Dataset records

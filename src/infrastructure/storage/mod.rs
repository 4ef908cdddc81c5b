//! Storage infrastructure - connection pooling and schema migrations

pub mod migrations;
mod postgres;

pub use migrations::{run_storage_migrations, storage_migrations, Migration, PostgresMigrator};
pub use postgres::PostgresConfig;
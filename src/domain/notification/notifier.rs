//! Onboarding notifier trait

use async_trait::async_trait;

#[cfg(test)]
use mockall::automock;

use super::message::{NotificationOutcome, OnboardingMessage};

/// Delivers generated credentials to a new user
///
/// Implementations make at most one attempt and report every failure through
/// [`NotificationOutcome::Failed`] instead of returning an error.
#[cfg_attr(test, automock)]
#[async_trait]
pub trait OnboardingNotifier: Send + Sync {
    async fn send(&self, message: &OnboardingMessage) -> NotificationOutcome;

    /// Provider name for logging
    fn name(&self) -> &'static str;
}
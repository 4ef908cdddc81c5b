//! HTTP error responses
//!
//! Every failure leaves the API as `{"error": {"kind": ..., "message": ...}}`.

use axum::{
    http::StatusCode,
    response::{IntoResponse, Response},
    Json,
};
use serde::{Deserialize, Serialize};
use tracing::error;

use crate::domain::DomainError;

const INTERNAL_MESSAGE: &str = "Internal server error";

/// Error kinds reported to clients
#[derive(Debug, Clone, Copy, PartialEq, Eq, Serialize, Deserialize)]
#[serde(rename_all = "snake_case")]
pub enum ApiErrorKind {
    ValidationError,
    InvalidRole,
    Conflict,
    NotFound,
    AuthenticationError,
    PermissionError,
    ServerError,
}

impl std::fmt::Display for ApiErrorKind {
    fn fmt(&self, f: &mut std::fmt::Formatter<'_>) -> std::fmt::Result {
        let kind = match self {
            Self::ValidationError => "validation_error",
            Self::InvalidRole => "invalid_role",
            Self::Conflict => "conflict",
            Self::NotFound => "not_found",
            Self::AuthenticationError => "authentication_error",
            Self::PermissionError => "permission_error",
            Self::ServerError => "server_error",
        };
        write!(f, "{}", kind)
    }
}

/// Error response body
#[derive(Debug, Clone, Serialize, Deserialize)]
pub struct ApiErrorResponse {
    pub error: ApiErrorDetail,
}

#[derive(Debug, Clone, Serialize, Deserialize)]
pub struct ApiErrorDetail {
    pub kind: ApiErrorKind,
    pub message: String,
}

/// API error with status code
#[derive(Debug)]
pub struct ApiError {
    pub status: StatusCode,
    pub response: ApiErrorResponse,
}

impl ApiError {
    pub fn new(status: StatusCode, kind: ApiErrorKind, message: impl Into<String>) -> Self {
        Self {
            status,
            response: ApiErrorResponse {
                error: ApiErrorDetail {
                    kind,
                    message: message.into(),
                },
            },
        }
    }

    pub fn bad_request(message: impl Into<String>) -> Self {
        Self::new(StatusCode::BAD_REQUEST, ApiErrorKind::ValidationError, message)
    }

    pub fn invalid_role(message: impl Into<String>) -> Self {
        Self::new(StatusCode::BAD_REQUEST, ApiErrorKind::InvalidRole, message)
    }

    /// Unique constraint violations are reported as 400
    pub fn conflict(message: impl Into<String>) -> Self {
        Self::new(StatusCode::BAD_REQUEST, ApiErrorKind::Conflict, message)
    }

    pub fn unauthorized(message: impl Into<String>) -> Self {
        Self::new(StatusCode::UNAUTHORIZED, ApiErrorKind::AuthenticationError, message)
    }

    pub fn forbidden(message: impl Into<String>) -> Self {
        Self::new(StatusCode::FORBIDDEN, ApiErrorKind::PermissionError, message)
    }

    pub fn not_found(message: impl Into<String>) -> Self {
        Self::new(StatusCode::NOT_FOUND, ApiErrorKind::NotFound, message)
    }

    /// Generic 500; the detail stays in the server log
    pub fn internal(detail: impl std::fmt::Display) -> Self {
        error!(error = %detail, "Request failed");
        Self::new(
            StatusCode::INTERNAL_SERVER_ERROR,
            ApiErrorKind::ServerError,
            INTERNAL_MESSAGE,
        )
    }

    pub fn kind(&self) -> ApiErrorKind {
        self.response.error.kind
    }

    pub fn message(&self) -> &str {
        &self.response.error.message
    }
}

impl IntoResponse for ApiError {
    fn into_response(self) -> Response {
        (self.status, Json(self.response)).into_response()
    }
}

impl From<DomainError> for ApiError {
    fn from(err: DomainError) -> Self {
        match err {
            DomainError::NotFound { message } => Self::not_found(message),
            DomainError::Validation { message } => Self::bad_request(message),
            DomainError::InvalidRole { message } => Self::invalid_role(message),
            DomainError::Conflict { message } => Self::conflict(message),
            DomainError::Credential { message } => Self::unauthorized(message),
            err @ (DomainError::Configuration { .. }
            | DomainError::Storage { .. }
            | DomainError::Internal { .. }) => Self::internal(err),
        }
    }
}

impl std::fmt::Display for ApiError {
    fn fmt(&self, f: &mut std::fmt::Formatter<'_>) -> std::fmt::Result {
        write!(f, "{}: {}", self.kind(), self.message())
    }
}

impl std::error::Error for ApiError {}

#[cfg(test)]
mod tests {
    use super::*;

    #[test]
    fn test_domain_error_mapping() {
        let cases = [
            (DomainError::validation("x"), StatusCode::BAD_REQUEST, ApiErrorKind::ValidationError),
            (DomainError::invalid_role("x"), StatusCode::BAD_REQUEST, ApiErrorKind::InvalidRole),
            (DomainError::conflict("x"), StatusCode::BAD_REQUEST, ApiErrorKind::Conflict),
            (DomainError::not_found("x"), StatusCode::NOT_FOUND, ApiErrorKind::NotFound),
            (DomainError::credential("x"), StatusCode::UNAUTHORIZED, ApiErrorKind::AuthenticationError),
            (DomainError::storage("x"), StatusCode::INTERNAL_SERVER_ERROR, ApiErrorKind::ServerError),
            (DomainError::internal("x"), StatusCode::INTERNAL_SERVER_ERROR, ApiErrorKind::ServerError),
            (DomainError::configuration("x"), StatusCode::INTERNAL_SERVER_ERROR, ApiErrorKind::ServerError),
        ];

        for (domain_err, status, kind) in cases {
            let api_err = ApiError::from(domain_err);
            assert_eq!(api_err.status, status);
            assert_eq!(api_err.kind(), kind);
        }
    }

    #[test]
    fn test_server_errors_hide_detail() {
        let api_err = ApiError::from(DomainError::storage("connection refused to 10.0.0.5"));

        assert_eq!(api_err.message(), "Internal server error");
    }

    #[test]
    fn test_client_errors_keep_message() {
        let api_err = ApiError::from(DomainError::conflict("This email is already registered."));

        assert_eq!(api_err.message(), "This email is already registered.");
    }

    #[test]
    fn test_error_serialization() {
        let err = ApiError::invalid_role("Invalid role: NURSE");
        let json = serde_json::to_value(&err.response).unwrap();

        assert_eq!(json["error"]["kind"], "invalid_role");
        assert_eq!(json["error"]["message"], "Invalid role: NURSE");
    }
}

● **What the task requires**: Give all of the entries again, word for word.

● **Exercise output**:
filename src/infrastructure/storage/mod.rs
repository 4ef908cdddc81c5b
//! Storage infrastructure - connection pooling and schema migrations

pub mod migrations;
mod postgres;

pub use migrations::{run_storage_migrations, storage_migrations, Migration, PostgresMigrator};
pub use postgres::PostgresConfig;
filename src/domain/notification/notifier.rs
//! Onboarding notifier trait

use async_trait::async_trait;

#[cfg(test)]
use mockall::automock;

use super::message::{NotificationOutcome, OnboardingMessage};

/// Delivers generated credentials to a new user
///
/// Implementations make at most one attempt and report every failure through
/// [`NotificationOutcome::Failed`] instead of returning an error.
#[cfg_attr(test, automock)]
#[async_trait]
pub trait OnboardingNotifier: Send + Sync {
    async fn send(&self, message: &OnboardingMessage) -> NotificationOutcome;

    /// Provider name for logging
    fn name(&self) -> &'static str;
}
repository 4ef908cdddc81c5b
//! HTTP error responses
//!
//! Every failure leaves the API as `{"error": {"kind": ..., "message": ...}}`.

use axum::{
    http::StatusCode,
    response::{IntoResponse, Response},
    Json,
};
use serde::{Deserialize, Serialize};
use tracing::error;

use crate::domain::DomainError;

const INTERNAL_MESSAGE: &str = "Internal server error";

/// Error kinds reported to clients
#[derive(Debug, Clone, Copy, PartialEq, Eq, Serialize, Deserialize)]
#[serde(rename_all = "snake_case")]
pub enum ApiErrorKind {
    ValidationError,
    InvalidRole,
    Conflict,
    NotFound,
    AuthenticationError,
    PermissionError,
    ServerError,
}

impl std::fmt::Display for ApiErrorKind {
    fn fmt(&self, f: &mut std::fmt::Formatter<'_>) -> std::fmt::Result {
        let kind = match self {
            Self::ValidationError => "validation_error",
            Self::InvalidRole => "invalid_role",
            Self::Conflict => "conflict",
            Self::NotFound => "not_found",
            Self::AuthenticationError => "authentication_error",
            Self::PermissionError => "permission_error",
            Self::ServerError => "server_error",
        };
        write!(f, "{}", kind)
    }
}

/// Error response body
#[derive(Debug, Clone, Serialize, Deserialize)]
pub struct ApiErrorResponse {
    pub error: ApiErrorDetail,
}

#[derive(Debug, Clone, Serialize, Deserialize)]
pub struct ApiErrorDetail {
    pub kind: ApiErrorKind,
    pub message: String,
}

/// API error with status code
#[derive(Debug)]
pub struct ApiError {
    pub status: StatusCode,
    pub response: ApiErrorResponse,
}

impl ApiError {
    pub fn new(status: StatusCode, kind: ApiErrorKind, message: impl Into<String>) -> Self {
        Self {
            status,
            response: ApiErrorResponse {
                error: ApiErrorDetail {
                    kind,
                    message: message.into(),
                },
            },
        }
    }

    pub fn bad_request(message: impl Into<String>) -> Self {
        Self::new(StatusCode::BAD_REQUEST, ApiErrorKind::ValidationError, message)
    }

    pub fn invalid_role(message: impl Into<String>) -> Self {
        Self::new(StatusCode::BAD_REQUEST, ApiErrorKind::InvalidRole, message)
    }

    /// Unique constraint violations are reported as 400
    pub fn conflict(message: impl Into<String>) -> Self {
        Self::new(StatusCode::BAD_REQUEST, ApiErrorKind::Conflict, message)
    }

    pub fn unauthorized(message: impl Into<String>) -> Self {
        Self::new(StatusCode::UNAUTHORIZED, ApiErrorKind::AuthenticationError, message)
    }

    pub fn forbidden(message: impl Into<String>) -> Self {
        Self::new(StatusCode::FORBIDDEN, ApiErrorKind::PermissionError, message)
    }

    pub fn not_found(message: impl Into<String>) -> Self {
        Self::new(StatusCode::NOT_FOUND, ApiErrorKind::NotFound, message)
    }

    /// Generic 500; the detail stays in the server log
    pub fn internal(detail: impl std::fmt::Display) -> Self {
        error!(error = %detail, "Request failed");
        Self::new(
            StatusCode::INTERNAL_SERVER_ERROR,
            ApiErrorKind::ServerError,
            INTERNAL_MESSAGE,
        )
    }

    pub fn kind(&self) -> ApiErrorKind {
        self.response.error.kind
    }

    pub fn message(&self) -> &str {
        &self.response.error.message
    }
}

impl IntoResponse for ApiError {
    fn into_response(self) -> Response {
        (self.status, Json(self.response)).into_response()
    }
}

impl From<DomainError> for ApiError {
    fn from(err: DomainError) -> Self {
        match err {
            DomainError::NotFound { message } => Self::not_found(message),
            DomainError::Validation { message } => Self::bad_request(message),
            DomainError::InvalidRole { message } => Self::invalid_role(message),
            DomainError::Conflict { message } => Self::conflict(message),
            DomainError::Credential { message } => Self::unauthorized(message),
            err @ (DomainError::Configuration { .. }
            | DomainError::Storage { .. }
            | DomainError::Internal { .. }) => Self::internal(err),
        }
    }
}

impl std::fmt::Display for ApiError {
    fn fmt(&self, f: &mut std::fmt::Formatter<'_>) -> std::fmt::Result {
        write!(f, "{}: {}", self.kind(), self.message())
    }
}

impl std::error::Error for ApiError {}

#[cfg(test)]
mod tests {
    use super::*;

    #[test]
    fn test_domain_error_mapping() {
        let cases = [
            (DomainError::validation("x"), StatusCode::BAD_REQUEST, ApiErrorKind::ValidationError),
            (DomainError::invalid_role("x"), StatusCode::BAD_REQUEST, ApiErrorKind::InvalidRole),
            (DomainError::conflict("x"), StatusCode::BAD_REQUEST, ApiErrorKind::Conflict),
            (DomainError::not_found("x"), StatusCode::NOT_FOUND, ApiErrorKind::NotFound),
            (DomainError::credential("x"), StatusCode::UNAUTHORIZED, ApiErrorKind::AuthenticationError),
            (DomainError::storage("x"), StatusCode::INTERNAL_SERVER_ERROR, ApiErrorKind::ServerError),
            (DomainError::internal("x"), StatusCode::INTERNAL_SERVER_ERROR, ApiErrorKind::ServerError),
            (DomainError::configuration("x"), StatusCode::INTERNAL_SERVER_ERROR, ApiErrorKind::ServerError),
        ];

        for (domain_err, status, kind) in cases {
            let api_err = ApiError::from(domain_err);
            assert_eq!(api_err.status, status);
            assert_eq!(api_err.kind(), kind);
        }
    }

    #[test]
    fn test_server_errors_hide_detail() {
        let api_err = ApiError::from(DomainError::storage("connection refused to 10.0.0.5"));

        assert_eq!(api_err.message(), "Internal server error");
    }

    #[test]
    fn test_client_errors_keep_message() {
        let api_err = ApiError::from(DomainError::conflict("This email is already registered."));

        assert_eq!(api_err.message(), "This email is already registered.");
    }

    #[test]
    fn test_error_serialization() {
        let err = ApiError::invalid_role("Invalid role: NURSE");
        let json = serde_json::to_value(&err.response).unwrap();

        assert_eq!(json["error"]["kind"], "invalid_role");
        assert_eq!(json["error"]["message"], "Invalid role: NURSE");
    }
}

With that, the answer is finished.